Commit Graph

791 Commits

Author SHA1 Message Date
Mark Johnston
0401989282 vm: Round up npages and alignment for contig reclamation
When searching for runs to reclaim, we need to ensure that the entire
run will be added to the buddy allocator as a single unit.  Otherwise,
it will not be visible to vm_phys_alloc_contig() as it is currently
implemented.  This is a problem for allocation requests that are not a
power of 2 in size, as with 9KB jumbo mbuf clusters.

Reported by:	alc
Reviewed by:	alc
MFC after:	2 weeks
Sponsored by:	The FreeBSD Foundation
Differential Revision:	https://reviews.freebsd.org/D28924
2021-03-02 10:21:02 -05:00
Max Laier
14b5a3c7d5 vm pqbatch: move unmanaged page assert under pagequeue lock
This KASSERT is overzealous because of the following race condition:
 1) A managed page which is currently in PQ_LAUNDRY is freed.
    vm_page_free_prep calls vm_page_dequeue_deferred()

    The page state is:
       PQ_LAUNDRY, PGA_DEQUEUE|PGA_ENQUEUED

 2) The laundry worker comes around and pick up the page and calls
    vm_pageout_defer(m, PQ_LAUNDRY, true) to check if page is still in the
    queue.  We do a vm_page_astate_load and get
       PQ_LAUNDRY, PGA_DEQUEUE|PGA_ENQUEUED
    as per above.

 3) The laundry worker is pre-empted and another thread allocates our page
    from the free pool.  For example vm_page_alloc_domain_after calls
    vm_page_dequeue() and sets VPO_UNMANAGED because we are allocating for
    an OBJT_UNMANAGED object.

    The page state is:
       PQ_NONE, 0 - VPO_UNMANAGED

 4) The laundry worker resumes, and processes vm_pageout_defer based on the
    stale astate which leads to a call to vm_page_pqbatch_submit, which will
    trip on the KASSERT.

Submitted by:	mlaier
Reviewed by:	markj, rlibby
Sponsored by:	Dell EMC Isilon
Differential Revision:	https://reviews.freebsd.org/D28563
2021-02-24 15:56:16 -08:00
Mark Johnston
5c18744ea9 vm: Honour the "noreuse" flag to vm_page_unwire_managed()
This flag indicates that the page should be enqueued near the head of
the inactive queue, skipping the LRU queue.  It is used when unwiring
pages from the buffer cache following direct I/O or after I/O when
POSIX_FADV_NOREUSE or _DONTNEED advice was specified, or when
sendfile(SF_NOCACHE) completes.  For the direct I/O and sendfile cases
we only enqueue the page if we decide not to free it, typically because
it's mapped.

Pass "noreuse" through to vm_page_release_toq() so that we actually
honour the desired LRU policy for these scenarios.

Reported by:	bdrewery
Reviewed by:	alc, kib
MFC after:	3 days
Differential Revision:	https://reviews.freebsd.org/D28555
2021-02-10 11:10:27 -05:00
Mark Johnston
81846def34 vm: Fix some bugs in the page busying code
In vm_page_busy_acquire(), load the object pointer using
atomic_load_ptr() as we do elsewhere.  Per the comment, the object
identity must be consistent across sleeps.
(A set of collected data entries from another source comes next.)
//! Read a project `.env` into a map; applying it to the environment happens in `lib`.

use std::collections::HashMap;
use std::path::{Path, PathBuf};

use crate::LoadError;

/// `.env` in `override_dir`, else in the current directory, if it is a file.
fn dotenv_path(override_dir: Option<&Path>) -> Option<PathBuf> {
    let dir = override_dir
        .map(Path::to_path_buf)
        .or_else(|| std::env::current_dir().ok())?;
    let path = dir.join(".env");
    path.is_file().then_some(path)
}

/// Parsed with the `dotenv` crate (quotes, `export` prefix, comments). Missing file → empty map.
pub fn load_env_map(override_dir: Option<&Path>) -> Result<HashMap<String, String>, LoadError> {
    let Some(path) = dotenv_path(override_dir) else {
        return Ok(HashMap::new());
    };
    let iter = ::dotenv::from_path_iter(&path).map_err(|e| LoadError::Dotenv {
        path: path.clone(),
        reason: e.to_string(),
    })?;
    iter.map(|item| {
        item.map_err(|e| LoadError::Dotenv {
            path: path.clone(),
            reason: e.to_string(),
        })
    })
    .collect()
}
//! Provider registry: picks the adapter that serves a provider.

use std::sync::Arc;

use crate::error::ModelInfoError;
use crate::model::{ModelInfo, ModelProvider};
use crate::providers::{LiteLlmProvider, ModelInfoProvider, OllamaProvider};

/// Ordered list of adapters. The first adapter whose `supports` is true handles
/// the call; results from different adapters are never merged and a later adapter
/// is not tried when the first one fails.
pub struct ProviderRegistry {
    adapters: Vec<Arc<dyn ModelInfoProvider>>,
}

impl ProviderRegistry {
    /// Create with the given adapters, in priority order.
    pub fn new(adapters: Vec<Arc<dyn ModelInfoProvider>>) -> Self {
        Self { adapters }
    }

    /// Local Ollama first, then the LiteLLM catalog for everything else.
    pub fn default_adapters() -> Vec<Arc<dyn ModelInfoProvider>> {
        vec![
            Arc::new(OllamaProvider::new()),
            Arc::new(LiteLlmProvider::new()),
        ]
    }

    /// Add an adapter at the end of the chain.
    pub fn push(&mut self, adapter: Arc<dyn ModelInfoProvider>) {
        self.adapters.push(adapter);
    }

    /// Add an adapter ahead of every existing one.
    pub fn prepend(&mut self, adapter: Arc<dyn ModelInfoProvider>) {
        self.adapters.insert(0, adapter);
    }

    pub fn adapters(&self) -> &[Arc<dyn ModelInfoProvider>] {
        &self.adapters
    }

    /// The adapter that handles `provider`, if any.
    pub fn adapter_for(&self, provider: ModelProvider) -> Option<&Arc<dyn ModelInfoProvider>> {
        self.adapters.iter().find(|adapter| adapter.supports(provider))
    }

    fn adapter_or_fail(&self, provider: ModelProvider) -> Result<&Arc<dyn ModelInfoProvider>, ModelInfoError> {
        let adapter = self
            .adapter_for(provider)
            .ok_or(ModelInfoError::UnsupportedProvider(provider))?;
        tracing::debug!(provider = %provider, adapter = adapter.name(), "dispatching model info lookup");
        Ok(adapter)
    }

    pub async fn models_or_fail(&self, provider: ModelProvider) -> Result<Vec<String>, ModelInfoError> {
        self.adapter_or_fail(provider)?.get_models(provider).await
    }

    /// Like [`Self::models_or_fail`], but a provider no adapter serves yields an empty list.
    pub async fn models(&self, provider: ModelProvider) -> Result<Vec<String>, ModelInfoError> {
        match self.models_or_fail(provider).await {
            Err(ModelInfoError::UnsupportedProvider(_)) => Ok(Vec::new()),
            other => other,
        }
    }

    pub async fn model_info_or_fail(
        &self,
        provider: ModelProvider,
        model: &str,
    ) -> Result<ModelInfo, ModelInfoError> {
        self.adapter_or_fail(provider)?
            .get_model_info(provider, model)
            .await
    }

    /// Like [`Self::model_info_or_fail`], but a provider no adapter serves yields `None`.
    pub async fn model_info(
        &self,
        provider: ModelProvider,
        model: &str,
    ) -> Result<Option<ModelInfo>, ModelInfoError> {
        match self.model_info_or_fail(provider, model).await {
            Ok(info) => Ok(Some(info)),
            Err(ModelInfoError::UnsupportedProvider(_)) => Ok(None),
            Err(e) => Err(e),
        }
    }
}

impl Default for ProviderRegistry {
    fn default() -> Self {
        Self::new(Self::default_adapters())
    }
}
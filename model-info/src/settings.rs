//! Endpoint and cache settings read from the environment.

use std::time::Duration;

use crate::factory::DEFAULT_CACHE_NAMESPACE;
use crate::providers::{DEFAULT_LMSTUDIO_HOST, DEFAULT_OLLAMA_HOST, LITELLM_CATALOG_URL, XAI_BASE_URL};

pub const ENV_CACHE_NAMESPACE: &str = "MODEL_INFO_CACHE_NAMESPACE";
pub const ENV_CACHE_TTL_SECS: &str = "MODEL_INFO_CACHE_TTL_SECS";
pub const ENV_OLLAMA_HOST: &str = "MODEL_INFO_OLLAMA_HOST";
pub const ENV_LMSTUDIO_HOST: &str = "MODEL_INFO_LMSTUDIO_HOST";
pub const ENV_LITELLM_URL: &str = "MODEL_INFO_LITELLM_URL";
pub const ENV_XAI_BASE_URL: &str = "MODEL_INFO_XAI_BASE_URL";
pub const ENV_XAI_API_KEY: &str = "XAI_API_KEY";

/// Where adapters connect and how the factory caches.
///
/// Empty values count as unset. An unparsable TTL is ignored with a warning.
#[derive(Debug, Clone, PartialEq)]
pub struct ModelInfoSettings {
    pub cache_namespace: String,
    pub cache_ttl: Option<Duration>,
    pub ollama_host: String,
    pub lmstudio_host: String,
    pub litellm_url: String,
    pub xai_base_url: String,
    pub xai_api_key: Option<String>,
}

impl Default for ModelInfoSettings {
    fn default() -> Self {
        Self {
            cache_namespace: DEFAULT_CACHE_NAMESPACE.to_string(),
            cache_ttl: None,
            ollama_host: DEFAULT_OLLAMA_HOST.to_string(),
            lmstudio_host: DEFAULT_LMSTUDIO_HOST.to_string(),
            litellm_url: LITELLM_CATALOG_URL.to_string(),
            xai_base_url: XAI_BASE_URL.to_string(),
            xai_api_key: None,
        }
    }
}

impl ModelInfoSettings {
    /// Reads the `MODEL_INFO_*` variables and `XAI_API_KEY` from the process environment.
    pub fn from_env() -> Self {
        Self::from_lookup(|key| std::env::var(key).ok())
    }

    /// Same as [`Self::from_env`] with a custom variable source.
    pub fn from_lookup<F>(lookup: F) -> Self
    where
        F: Fn(&str) -> Option<String>,
    {
        let get = |key: &str| lookup(key).map(|v| v.trim().to_string()).filter(|v| !v.is_empty());
        let defaults = Self::default();

        let cache_ttl = get(ENV_CACHE_TTL_SECS).and_then(|raw| match raw.parse::<u64>() {
            Ok(secs) => Some(Duration::from_secs(secs)),
            Err(e) => {
                tracing::warn!(var = ENV_CACHE_TTL_SECS, value = %raw, error = %e, "ignoring invalid cache ttl");
                None
            }
        });

        Self {
            cache_namespace: get(ENV_CACHE_NAMESPACE).unwrap_or(defaults.cache_namespace),
            cache_ttl,
            ollama_host: get(ENV_OLLAMA_HOST).unwrap_or(defaults.ollama_host),
            lmstudio_host: get(ENV_LMSTUDIO_HOST).unwrap_or(defaults.lmstudio_host),
            litellm_url: get(ENV_LITELLM_URL).unwrap_or(defaults.litellm_url),
            xai_base_url: get(ENV_XAI_BASE_URL).unwrap_or(defaults.xai_base_url),
            xai_api_key: get(ENV_XAI_API_KEY),
        }
    }
}

#[cfg(test)]
mod tests {
    use std::collections::HashMap;

    use super::*;

    fn settings(vars: &[(&str, &str)]) -> ModelInfoSettings {
        let vars: HashMap<String, String> = vars
            .iter()
            .map(|(k, v)| (k.to_string(), v.to_string()))
            .collect();
        ModelInfoSettings::from_lookup(|key| vars.get(key).cloned())
    }

    #[test]
    fn defaults_when_unset() {
        assert_eq!(settings(&[]), ModelInfoSettings::default());
        let defaults = ModelInfoSettings::default();
        assert_eq!(defaults.cache_namespace, "model-info");
        assert_eq!(defaults.ollama_host, "http://localhost:11434");
        assert_eq!(defaults.xai_api_key, None);
    }

    #[test]
    fn reads_every_variable() {
        let s = settings(&[
            (ENV_CACHE_NAMESPACE, "cortex"),
            (ENV_CACHE_TTL_SECS, "3600"),
            (ENV_OLLAMA_HOST, "http://gpu-box:11434"),
            (ENV_LMSTUDIO_HOST, "http://gpu-box:1234"),
            (ENV_LITELLM_URL, "http://mirror/catalog.json"),
            (ENV_XAI_BASE_URL, "http://proxy/v1"),
            (ENV_XAI_API_KEY, "xai-123"),
        ]);
        assert_eq!(s.cache_namespace, "cortex");
        assert_eq!(s.cache_ttl, Some(Duration::from_secs(3600)));
        assert_eq!(s.ollama_host, "http://gpu-box:11434");
        assert_eq!(s.lmstudio_host, "http://gpu-box:1234");
        assert_eq!(s.litellm_url, "http://mirror/catalog.json");
        assert_eq!(s.xai_base_url, "http://proxy/v1");
        assert_eq!(s.xai_api_key.as_deref(), Some("xai-123"));
    }

    #[test]
    fn blank_and_invalid_values_fall_back() {
        let s = settings(&[
            (ENV_CACHE_NAMESPACE, "   "),
            (ENV_CACHE_TTL_SECS, "an hour"),
            (ENV_XAI_API_KEY, ""),
        ]);
        assert_eq!(s.cache_namespace, "model-info");
        assert_eq!(s.cache_ttl, None);
        assert_eq!(s.xai_api_key, None);
    }
}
In vm_page_grab_sleep(), pass the correct pindex to
_vm_page_busy_sleep().  The pindex is used to re-check the page's
identity before going to sleep.  In particular, vm_page_grab_sleep() is
used in unlocked grab, so the object lock is not necessarily held when
verifying the page's identity, and the pindex may change if the page is
moved, or freed and re-allocated.  I believe this can result in spurious
VM_PAGER_FAILs from vm_page_grab_valid_unlocked() or early termination
of vm_page_grab_pages_unlocked().

In vm_page_grab_pages(), pass the correct pindex to
vm_page_grab_sleep().  Otherwise I believe vm_page_grab_pages() will
effectively spin when attempting to busy a busy page after the first
index in the range.

Reviewed by:	alc, kib
Sponsored by:	The FreeBSD Foundation
Differential Revision:	https://reviews.freebsd.org/D27607
2020-12-27 17:01:44 -05:00
Mark Johnston
1fea4b25c9 Wrap a long line in vm_pqbatch_process_page() 2020-11-19 15:41:42 +00:00
Mark Johnston
9e3e737608 Micro-optimize vm_page_pqbatch_submit()
Avoid calling vm_page_domain() twice.

Discussed with:	alc (in D27207)
2020-11-19 15:40:58 +00:00
Mark Johnston
431fb8abd7 vm_phys: Try to clean up NUMA KPIs
It can useful for code outside the VM system to look up the NUMA domain
of a page backing a virtual or physical address, specifically when
creating NUMA-aware data structures.  We have _vm_phys_domain() for
this, but the leading underscore implies that it's an internal function,
and vm_phys.h has dependencies on a number of other headers.

Rename vm_phys_domain() to vm_page_domain(), and _vm_phys_domain() to
vm_phys_domain().  Make the latter an inline function.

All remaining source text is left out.